Applies to: Windows 7 EnterpriseWindows 7 ProfessionalWindows Server 2008 Enterprise


Consider the following scenario:

-You use a client computer to connect to a dynamic Virtual Local Area Network (VLAN) switch.
-The client computer connects to the dynamic VLAN switch by using IEEE 802.1X computer authentication and 802.1X user authentication.
-You use large roaming profiles on the client computer.
-Dynamic VLAN switching is performed according to 802.1X user authentication.

In this scenario, you experience problems when you try to obtain Group Policy objects (GPOs), roaming profiles, and logon scripts from the domain controller.

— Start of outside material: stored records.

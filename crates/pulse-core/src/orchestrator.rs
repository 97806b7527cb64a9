//! Analysis orchestrator
//!
//! AI first, heuristic fallback. Only dataset validation failures reach the
//! caller; anything that goes wrong on the AI path is logged and replaced by
//! the heuristic result.

use tracing::{info, warn};

use crate::analyzer::AiAnalyzer;
use crate::config::AiConfig;
use crate::error::Result;
use crate::heuristic::HeuristicAnalyzer;
use crate::models::{AnalysisResult, AnalysisSource, SalesAnalysisRequest, SalesDataset};

/// A result and the analyzer that produced it
#[derive(Debug, Clone, PartialEq)]
pub struct AnalysisOutcome {
    pub result: AnalysisResult,
    pub source: AnalysisSource,
}

pub struct AnalysisOrchestrator {
    ai: Option<AiAnalyzer>,
    heuristic: HeuristicAnalyzer,
    /// Logged on each run when `ai` is None
    ai_inactive_reason: &'static str,
}

impl AnalysisOrchestrator {
    pub fn new(ai: Option<AiAnalyzer>) -> Self {
        Self {
            ai,
            heuristic: HeuristicAnalyzer::new(),
            ai_inactive_reason: "no AI analyzer configured",
        }
    }

    /// Orchestrator that never calls out
    pub fn heuristic_only() -> Self {
        Self::new(None)
    }

    pub fn from_config(config: &AiConfig) -> Result<Self> {
        let mut orchestrator = Self::new(AiAnalyzer::from_config(config)?);
        if let Some(reason) = config.inactive_reason() {
            orchestrator.ai_inactive_reason = reason;
        }
        Ok(orchestrator)
    }

    pub fn ai(&self) -> Option<&AiAnalyzer> {
        self.ai.as_ref()
    }

    pub fn ai_enabled(&self) -> bool {
        self.ai.is_some()
    }

    /// Analyze a validated dataset
    pub async fn run(&self, dataset: &SalesDataset) -> Result<AnalysisOutcome> {
        if let Some(ai) = &self.ai {
            let source = ai.source();
            match ai.try_analyze(dataset).await {
                Ok(result) => {
                    info!(source = %source, "AI analysis succeeded");
                    return Ok(AnalysisOutcome { result, source });
                }
                Err(failure) => {
                    warn!(source = %source, error = %failure, "AI analysis failed, using heuristic");
                }
            }
        } else {
            info!(reason = self.ai_inactive_reason, "Using heuristic analysis");
        }

        let result = self.heuristic.analyze(dataset)?;
        Ok(AnalysisOutcome {
            result,
            source: AnalysisSource::Heuristic,
        })
    }

    /// Validate an inbound request, then analyze it
    pub async fn run_request(&self, request: SalesAnalysisRequest) -> Result<AnalysisOutcome> {
        let dataset = request.into_dataset()?;
        info!(
            metrics = dataset.len(),
            period_start = %dataset.period_start(),
            period_end = %dataset.period_end(),
            "Analyzing sales dataset"
        );
        self.run(&dataset).await
    }
}

#[cfg(test)]
mod tests {
    use super::*;
    use crate::ai::{AIClient, MockBackend, PromptTemplate};
    use crate::config::{AiProvider, PulseConfig};
    use crate::error::{Error, ValidationError};
    use crate::heuristic::FALLBACK_SCORE;
    use crate::test_utils::{sample_dataset, sample_request, valid_reply};
    use std::time::Duration;

    fn with_mock(mock: MockBackend) -> AnalysisOrchestrator {
        AnalysisOrchestrator::new(Some(AiAnalyzer::new(
            AIClient::Mock(mock),
            PromptTemplate::default(),
            Duration::from_secs(5),
        )))
    }

    #[tokio::test]
    async fn test_ai_success_returned_as_is() {
        let outcome = with_mock(MockBackend::with_reply(&valid_reply()))
            .run(&sample_dataset())
            .await
            .unwrap();
        assert!(outcome.source.is_ai());
        assert_eq!(outcome.result.score(), 0.85);
    }

    #[tokio::test]
    async fn test_ai_error_falls_back() {
        let outcome = with_mock(MockBackend::failing("503"))
            .run(&sample_dataset())
            .await
            .unwrap();
        assert_eq!(outcome.source, AnalysisSource::Heuristic);
        assert_eq!(outcome.result.score(), FALLBACK_SCORE);
    }

    #[tokio::test]
    async fn test_malformed_reply_falls_back() {
        let outcome = with_mock(MockBackend::with_reply("not json at all"))
            .run(&sample_dataset())
            .await
            .unwrap();
        assert_eq!(outcome.source, AnalysisSource::Heuristic);
    }

    #[tokio::test]
    async fn test_missing_field_falls_back() {
        let reply = valid_reply().replace("\"volatility\"", "\"volatile\"");
        let outcome = with_mock(MockBackend::with_reply(&reply))
            .run(&sample_dataset())
            .await
            .unwrap();
        assert_eq!(outcome.source, AnalysisSource::Heuristic);
    }

    #[tokio::test]
    async fn test_heuristic_only() {
        let orchestrator = AnalysisOrchestrator::heuristic_only();
        let outcome = orchestrator.run(&sample_dataset()).await.unwrap();
        assert_eq!(outcome.source, AnalysisSource::Heuristic);
        assert!(!orchestrator.ai_enabled());
    }

    #[tokio::test]
    async fn test_ai_called_once_per_run() {
        let mock = MockBackend::failing("down");
        let orchestrator = with_mock(mock.clone());
        orchestrator.run(&sample_dataset()).await.unwrap();
        assert_eq!(mock.calls(), 1);
    }

    #[tokio::test]
    async fn test_from_config_without_key_is_heuristic() {
        let orchestrator = AnalysisOrchestrator::from_config(&PulseConfig::default().ai).unwrap();
        assert!(!orchestrator.ai_enabled());
        assert_eq!(orchestrator.ai_inactive_reason, "no AI API key configured");
    }

    #[tokio::test]
    async fn test_from_config_mock_provider() {
        let mut ai = PulseConfig::default().ai;
        ai.provider = AiProvider::Mock;
        let orchestrator = AnalysisOrchestrator::from_config(&ai).unwrap();
        let outcome = orchestrator.run(&sample_dataset()).await.unwrap();
        assert!(outcome.source.is_ai());
    }

    #[tokio::test]
    async fn test_run_request_rejects_invalid_input() {
        let mut request = sample_request();
        request.metrics.truncate(1);
        let err = with_mock(MockBackend::new())
            .run_request(request)
            .await
            .unwrap_err();
        assert!(matches!(
            err,
            Error::Validation(ValidationError::TooFewMetrics(1))
        ));
    }

    #[tokio::test]
    async fn test_run_request_valid() {
        let outcome = AnalysisOrchestrator::heuristic_only()
            .run_request(sample_request())
            .await
            .unwrap();
        assert_eq!(outcome.result.best_weekday(), chrono::Weekday::Tue);
    }
}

This main reason is the behavior of Dynamic VLAN Switching 802.1x authentication.

Why dynamic VLAN switching with 802.1X authentication is not supported in this scenrio?

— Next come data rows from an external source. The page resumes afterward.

//! Pulse Web Server
//!
//! Axum-based REST API for the Pulse sales promotion-day analyzer.
//!
//! - `POST /api/analyze`: best-day analysis (AI first, heuristic fallback)
//! - `GET /api/health`: liveness and active AI provider
//!
//! Security features:
//! - Restrictive CORS policy
//! - Sanitized error responses

use std::sync::Arc;

use axum::{
    http::{header, HeaderValue, Method, StatusCode},
    response::{IntoResponse, Response},
    routing::{get, post},
    Json, Router,
};
use tower_http::{cors::CorsLayer, set_header::SetResponseHeaderLayer, trace::TraceLayer};
use tracing::{error, info, warn};

use pulse_core::{AIBackend, AnalysisOrchestrator, PulseConfig, ServerConfig};

mod handlers;

pub use handlers::SOURCE_HEADER;

/// Shared application state
pub struct AppState {
    pub orchestrator: Arc<AnalysisOrchestrator>,
}

/// Create the application router
pub fn create_router(orchestrator: Arc<AnalysisOrchestrator>, config: ServerConfig) -> Router {
    let cors = build_cors(&config);
    let state = Arc::new(AppState { orchestrator });

    let api_routes = Router::new()
        .route("/health", get(handlers::health))
        .route("/analyze", post(handlers::analyze_sales));

    Router::new()
        .nest("/api", api_routes)
        .with_state(state)
        .layer(TraceLayer::new_for_http())
        .layer(cors)
        // Security headers
        .layer(SetResponseHeaderLayer::overriding(
            header::X_CONTENT_TYPE_OPTIONS,
            HeaderValue::from_static("nosniff"),
        ))
}

fn build_cors(config: &ServerConfig) -> CorsLayer {
    let cors = CorsLayer::new()
        .allow_methods([Method::GET, Method::POST, Method::OPTIONS])
        .allow_headers([header::CONTENT_TYPE]);

    if config.allowed_origins.is_empty() {
        // Restrictive default: only allow same-origin
        cors
    } else {
        let origins: Vec<HeaderValue> = config
            .allowed_origins
            .iter()
            .filter_map(|o| match o.parse() {
                Ok(v) => Some(v),
                Err(_) => {
                    warn!(origin = %o, "Ignoring invalid CORS origin");
                    None
                }
            })
            .collect();
        cors.allow_origin(origins)
    }
}

/// Start the server with resolved configuration
pub async fn serve_with_config(config: PulseConfig) -> anyhow::Result<()> {
    let orchestrator = Arc::new(AnalysisOrchestrator::from_config(&config.ai)?);

    check_ai_connection(&orchestrator).await;

    let addr = format!("{}:{}", config.server.host, config.server.port);
    let app = create_router(orchestrator, config.server);

    info!("Starting server at http://{}", addr);

    let listener = tokio::net::TcpListener::bind(&addr).await?;
    axum::serve(listener, app).await?;

    Ok(())
}

/// Check and log AI provider status
async fn check_ai_connection(orchestrator: &AnalysisOrchestrator) {
    match orchestrator.ai() {
        Some(ai) => {
            let client = ai.client();
            if client.health_check().await {
                info!(
                    "✅ AI provider connected: {} ({}, model: {})",
                    client.provider(),
                    client.host(),
                    client.model()
                );
            } else {
                warn!(
                    "⚠️  AI provider configured but not responding: {} ({}); requests will fall back to heuristic",
                    client.provider(),
                    client.host()
                );
            }
        }
        None => {
            info!("ℹ️  AI provider not configured (set PULSE_AI_API_KEY to enable AI analysis)");
        }
    }
}

// ============================================================================
// Error Handling
// ============================================================================

/// Application error type with proper HTTP status codes
pub struct AppError {
    status: StatusCode,
    message: String,
    internal: Option<anyhow::Error>,
}

impl AppError {
    pub fn bad_request(msg: &str) -> Self {
        Self {
            status: StatusCode::BAD_REQUEST,
            message: msg.to_string(),
            internal: None,
        }
    }
}

impl IntoResponse for AppError {
    fn into_response(self) -> Response {
        // Log the full internal error if present
        if let Some(err) = &self.internal {
            error!(error = %err, "Internal error");
        }

        let body = Json(serde_json::json!({
            "error": self.message
        }));

        (self.status, body).into_response()
    }
}

impl<E> From<E> for AppError
where
    E: Into<anyhow::Error>,
{
    fn from(err: E) -> Self {
        let err = err.into();

        // Rejected input: report the broken rule
        if let Some(pulse_core::Error::Validation(rule)) = err.downcast_ref::<pulse_core::Error>() {
            return Self::bad_request(&rule.to_string());
        }

        Self {
            status: StatusCode::INTERNAL_SERVER_ERROR,
            // Return generic message to client
            message: "An internal error occurred".to_string(),
            // Keep full error for logging
            internal: Some(err),
        }
    }
}

#[cfg(test)]
mod tests;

The 802.1X authentication process and the Winlogon process are two distinct processes that are not interrelated. Both these processes occur regardless of the state of the other. In dynamic VLANs, the client computer is given a valid IP address when the computer starts. When the user logs on to the computer, the 802.1X authentication process and the Winlogon process occur at the same time. First, the network connection is reauthenticated by using the user credentials. If the authentication is successful, the dynamic VLAN switch or the access point moves the client computer to a new VLAN. However, exactly at the same time, the Winlogon process is validating a domain controller. Additionally, the Winlogon process tries to obtain GPOs, logon scripts, and roaming profiles from the domain controller. When VLANs are switched, the Winlogon process is interrupted, and the process does not restart.

Why we do not recommend that you use roaming profiles together with 802.1X authentication?

If you use a computer certificate or a user certificate that resides in the roaming profile, and if the roaming profile becomes too large, you may experience problems when you try to authenticate the user. You cannot authenticate the user because you do not have the certificate yet. You have to download the roaming profile to gain access to the certificate. If the roaming profile is small, you can download it quickly. However, if the roaming profile exceeds a size of 10 megabytes (MB), you experience problems.

More Information

Note We highly recommend that you do not use roaming profiles together with 802.1X authentication.